De schepping is een verstandhouding waarin wij geroepen zijn te leven.
In deze verbondenheid, in deze verstandhouding die verbondenheid is, geeft God ons de mogelijkheid voort te planten en het leven te behoeden (cf. Gn 1,28-29), te werken en zorg te dragen voor de aarde (cf. Gn 2,15; LS, 67). Het is duidelijk dat men niet kan voortplanten en het leven behoeden zonder verstandhouding; het zou vernietigd worden.
Dienstbaarheid en zelfverloochening
Over deze individualistische blik die geen verstandhouding is, hebben we in de evangelies een voorbeeld in de vraag van de moeder van Jakobus en Johannes aan Jezus (cf. Mt 20,20-28). Zij zou wensen dat haar zonen aan de rechter en linkerzijde van de nieuwe koning zouden mogen zitten. Maar Jezus stelt een ander type visie voor: de visie van de dienstbaarheid en van zijn leven geven voor de anderen. Hij bevestigt dit door meteen aan twee blinde mensen het zicht terug te schenken en hen tot zijn leerlingen te maken (cf. Mt 20,29-34). In het leven trachten hogerop te klimmen, boven de anderen te staan, vernietigt de verstandhouding. Dat is de logica van de heerschappij, van het heersen over anderen.
Verstandhouding is anders: dat is dienstbaarheid.
Onverschilligheid en individualisme
Laten we dus aan de Heer vragen dat Hij ons ogen schenkt die aandacht hebben voor de broers en zussen, vooral voor hen die lijden. Als leerlingen van Jezus willen we niet onverschillig of individualistisch zijn. Dat zijn twee slechte houdingen tegen de verstandhouding. Onverschillig: ik kijk in de andere richting. Individualistisch: alleen naar je eigenbelang kijken. De door God geschapen verstandhouding vraagt ons naar de anderen te kijken, naar de noden van de anderen, naar de moeilijkheden van de anderen, verbonden te leven. In elke menselijke persoon willen we de menselijke waardigheid erkennen wat ook zijn ras, taal of situatie is.
Verstandhouding brengt je ertoe de menselijke waardigheid te erkennen, de door God geschapen verstandhouding, met de mens in het centrum.
Verklaring van de Rechten van de Mens
Het Tweede Vaticaans Concilie beklemtoont dat deze waardigheid onvervreemdbaar is omdat zij geschapen is naar Gods beeld (Pastorale constitutie Gaudium et spes, 12).
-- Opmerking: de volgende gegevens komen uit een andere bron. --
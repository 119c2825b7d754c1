//! Build-time inputs of the pack file and load unit generators.
//!
//! A description file is a JSON document with an ordered list of sections, each one listing
//! the files that go into one container:
//!
//! ```json
//! {
//!     "sections": [{
//!         "name": "textures",
//!         "entries": [
//!             { "external_path": "a.txt", "lookup": "descriptor_dir", "internal_path": "a.txt" },
//!             { "external_path": "b.bin", "internal_path": "b.bin", "compression_level": 9 }
//!         ]
//!     }]
//! }
//! ```

use std::fs;
use std::io::Read;
use std::path::{Path, PathBuf};

use crate::errors::*;
use crate::stream::prelude::*;

/// How the `external_path` of an entry is resolved.
#[derive(Debug, Clone, Copy, PartialEq, Eq, Serialize, Deserialize)]
#[serde(rename_all = "snake_case")]
pub enum LookupMode {
    /// Relative to the working directory of the process.
    WorkingDir,
    /// Relative to the directory of the description file.
    DescriptorDir,
}

impl Default for LookupMode {
    fn default() -> Self {
        LookupMode::WorkingDir
    }
}

fn resolve(lookup: LookupMode, external_path: &str, base: &Path) -> PathBuf {
    match lookup {
        LookupMode::WorkingDir => PathBuf::from(external_path),
        LookupMode::DescriptorDir => base.join(external_path),
    }
}

/// One file that goes into a pack file.
#[derive(Debug, Clone, PartialEq, Eq)]
pub struct PackFileEntry {
    pub external_path: String,
    pub lookup: LookupMode,
    pub internal_path: String,
    /// `None` stores the file raw, otherwise -2 (raw), -1 (default) or 0..9.
    pub compression_level: Option<i32>,
}

impl PackFileEntry {
    /// The path of the source file, `base` being the directory of the description file.
    pub fn resolve(&self, base: &Path) -> PathBuf {
        resolve(self.lookup, &self.external_path, base)
    }
}

/// One file that goes into a load unit.
#[derive(Debug, Clone, PartialEq, Eq)]
pub struct LoadUnitEntry {
    pub external_path: String,
    pub lookup: LookupMode,
    pub internal_path: String,
}

impl LoadUnitEntry {
    /// The path of the source file, `base` being the directory of the description file.
    pub fn resolve(&self, base: &Path) -> PathBuf {
        resolve(self.lookup, &self.external_path, base)
    }
}

#[derive(Debug, Clone, PartialEq, Eq, Serialize, Deserialize)]
pub struct DescriptionEntry {
    pub external_path: String,
    #[serde(default)]
    pub lookup: LookupMode,
    pub internal_path: String,
    #[serde(default)]
    pub compression_level: Option<i32>,
}

impl DescriptionEntry {
    pub fn to_pack_file_entry(&self) -> PackFileEntry {
        PackFileEntry {
            external_path: self.external_path.clone(),
            lookup: self.lookup,
            internal_path: self.internal_path.clone(),
            compression_level: self.compression_level,
        }
    }

    /// Load units never compress single entries, `compression_level` is ignored.
    pub fn to_load_unit_entry(&self) -> LoadUnitEntry {
        LoadUnitEntry {
            external_path: self.external_path.clone(),
            lookup: self.lookup,
            internal_path: self.internal_path.clone(),
        }
    }
}

#[derive(Debug, Clone, PartialEq, Eq, Serialize, Deserialize)]
pub struct Section {
    pub name: String,
    #[serde(default)]
    pub entries: Vec<DescriptionEntry>,
}

#[derive(Debug, Clone, Default, PartialEq, Eq, Serialize, Deserialize)]
pub struct Description {
    #[serde(default)]
    pub sections: Vec<Section>,
}

impl Description {
    pub fn from_json(json: &str) -> Result<Self> {
        serde_json::from_str(json)
            .map_err(|err| Error::Corrupt(format!("malformed description. {}", err)))
    }

    /// Reads the description file at `path`.
    pub fn load<P: AsRef<Path>>(path: P) -> Result<Self> {
        let path = path.as_ref();
        let json = fs::read_to_string(path)?;
        Description::from_json(&json).map_err(|err| match err {
            Error::Corrupt(msg) => Error::Corrupt(format!("{}: {}", path.display(), msg)),
            err => err,
        })
    }

    pub fn section(&self, name: &str) -> Option<&Section> {
        self.sections.iter().find(|v| v.name == name)
    }
}

/// What a generator wrote.
#[derive(Debug, Clone, Copy, Default, PartialEq, Eq)]
pub struct CompileReport {
    pub entries: usize,
    pub bytes: u64,
}

/// Streams exactly `size` bytes of the file at `path` into `out`. Any difference between the
/// declared and the actual size is reported as `Error::IO`.
pub fn copy_exact<S: OutputStream + ?Sized>(path: &Path, out: &mut S, size: u64) -> Result<()> {
    let mut file = fs::File::open(path)?;
    let mut buf = vec![0; 64 * 1024];
    let mut copied = 0u64;

    loop {
        let n = file.read(&mut buf)?;
        if n == 0 {
            break;
        }

        copied += n as u64;
        if copied > size {
            break;
        }

        if !out.write_all_bytes(&buf[..n]) {
            return Err(Error::IO(format!("short write while copying {}.", path.display())));
        }
    }

    if copied != size {
        return Err(Error::IO(format!(
            "{} has {} bytes, but {} were declared.",
            path.display(),
            copied,
            size
        )));
    }

    Ok(())
}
Zij is de grondslag van heel het maatschappelijk leven en bepaalt er de werkwijzen van. In de moderne samenleving is de meest naaste verwijzing naar de onvervreemdbare waardigheid van de mens, de Universele Verklaring van de Rechten van de Mens. De Heilige Joannes Paulus II heeft ze omschreven als de mijlpaal op de lange en moeizame weg van de mensheid (1) en als een van de hoogste uitdrukkingen van het menselijk geweten (2). Die rechten zijn niet uitsluitend individueel, maar ook sociaal; ze zijn van volkeren, van naties (3). Het menselijke wezen is, in zijn persoonlijke waardigheid inderdaad een sociaal wezen, geschapen naar het beeld van God Een en Drievuldig. Wij zijn sociale wezens, we ervaren de nood om in maatschappelijke verstandhouding te leven.
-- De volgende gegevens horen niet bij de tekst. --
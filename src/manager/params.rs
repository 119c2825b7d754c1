use std::thread;

use crate::errors::*;

/// Settings of an `AssetManager`.
#[derive(Debug, Clone, PartialEq, Eq, Serialize, Deserialize)]
#[serde(default)]
pub struct ManagerParams {
    /// The number of worker threads serving `load_future` and `load_async`. Derived from the
    /// hardware concurrency if `None`.
    pub workers: Option<usize>,
    /// Workers per hardware thread when `workers` is `None`.
    pub worker_multiplier: usize,
    /// The stack size of worker threads, the platform default if `None`.
    pub stack_size: Option<usize>,
    /// Workers are named `<thread_name>-<index>`.
    pub thread_name: String,
}

impl Default for ManagerParams {
    fn default() -> Self {
        ManagerParams {
            workers: None,
            worker_multiplier: 2,
            stack_size: None,
            thread_name: "stockpile-worker".to_owned(),
        }
    }
}

impl ManagerParams {
    /// Parses settings from JSON. Missing fields keep their defaults.
    pub fn from_json(json: &str) -> Result<Self> {
        serde_json::from_str(json)
            .map_err(|err| Error::Corrupt(format!("malformed manager params. {}", err)))
    }

    /// The number of worker threads to spawn, always at least one.
    pub fn worker_count(&self) -> usize {
        let num = match self.workers {
            Some(num) => num,
            None => {
                let hw = thread::available_parallelism()
                    .map(|v| v.get())
                    .unwrap_or(1);
                hw.saturating_mul(self.worker_multiplier)
            }
        };

        num.max(1)
    }
}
Als echter egoïsme regeert, gaat onze blik niet naar de anderen, niet naar de gemeenschap, maar keert naar ons terug en dat maakt ons lelijk, slecht, egoïsten, vernietiging van de verstandhouding.
De naaste als broeder
Dit hernieuwde bewustzijn van de waardigheid van elk menselijk wezen heeft ernstige sociale, economische en politieke gevolgen. De broeder en heel de schepping bekijken als een geschenk van de liefde van de Vader brengt tot een houding van aandacht, van zorg en verbazing. Zo benadert de gelovige, vanuit een visie op de naaste als een broeder en niet als een vreemdeling, hem met medelijden en inleving, niet met minachting of vijandigheid.
Door de wereld in het licht van het geloof te bekijken komt men ertoe, met de hulp van de genade, de creativiteit en het enthousiasme te ontwikkelen om de drama’s van de geschiedenis op te lossen.
Men benadert en ontwikkelt zijn mogelijkheden, met de verantwoordelijkheidszin die aan het geloof ontspringt (4), als gaven van God met het oog op de dienstbaarheid aan de mensheid en aan de schepping.
Cultuur van onverschilligheid
Terwijl we allen werken aan de verzorging van een virus die allen zonder onderscheid treft, spoort het geloof aan ons ernstig en actief in te zetten om de onverschilligheid ten aanzien van de schendingen van de menselijke waardigheid tegen te gaan. Deze cultuur van de onverschilligheid gaat samen met een cultuur van uitsluiting. Voor wat mij niet raakt, heb ik geen belangstelling.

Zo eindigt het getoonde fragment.